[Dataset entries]
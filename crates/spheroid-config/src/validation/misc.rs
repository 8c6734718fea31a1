//! Validation for smaller config sections: camera, display, and presets.

use std::collections::HashSet;

use crate::schema::SpheroidConfig;

use super::helpers::{validate_range, validate_range_f64};

/// Most amplitudes a single preset may carry.
const MAX_PRESET_AMPLITUDES: usize = 64;

/// Validate camera constraints.
pub(crate) fn validate_camera(errors: &mut Vec<String>, config: &SpheroidConfig) {
    validate_range_f64(
        errors,
        "camera.orbit_radius",
        config.camera.orbit_radius,
        1.0,
        100_000.0,
    );
    validate_range_f64(
        errors,
        "camera.orbit_speed",
        config.camera.orbit_speed,
        -10.0,
        10.0,
    );
    validate_range_f64(
        errors,
        "camera.rotation_speed",
        config.camera.rotation_speed,
        -1000.0,
        1000.0,
    );
    if !config.camera.rotation_x.is_finite() {
        errors.push("camera.rotation_x must be finite".into());
    }
}

/// Validate display constraints.
pub(crate) fn validate_display(errors: &mut Vec<String>, config: &SpheroidConfig) {
    validate_range(errors, "display.width", config.display.width, 8, 4096);
    validate_range(errors, "display.height", config.display.height, 8, 4096);
    validate_range(errors, "display.cell_pixels", config.display.cell_pixels, 1, 16);
    validate_range(errors, "display.fps", config.display.fps, 1, 240);
}

/// Validate user presets: non-empty unique names, bounded length.
pub(crate) fn validate_presets(errors: &mut Vec<String>, config: &SpheroidConfig) {
    let mut seen = HashSet::new();
    for (i, preset) in config.presets.iter().enumerate() {
        let name = preset.name.trim();
        if name.is_empty() {
            errors.push(format!("presets[{i}].name must not be empty"));
        } else if !seen.insert(name.to_ascii_lowercase()) {
            errors.push(format!("presets[{i}].name {name:?} is duplicated"));
        }
        if preset.amplitudes.len() > MAX_PRESET_AMPLITUDES {
            errors.push(format!(
                "presets[{i}] has {} amplitudes (max {MAX_PRESET_AMPLITUDES})",
                preset.amplitudes.len()
            ));
        }
        if preset.amplitudes.iter().any(|a| !a.is_finite()) {
            errors.push(format!("presets[{i}] contains a non-finite amplitude"));
        }
    }
}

**What is expected**
Filter the data above by the word "iter" and copy every line that matches.

**Output for this exercise**
    for (i, preset) in config.presets.iter().enumerate() {
        if preset.amplitudes.iter().any(|a| !a.is_finite()) {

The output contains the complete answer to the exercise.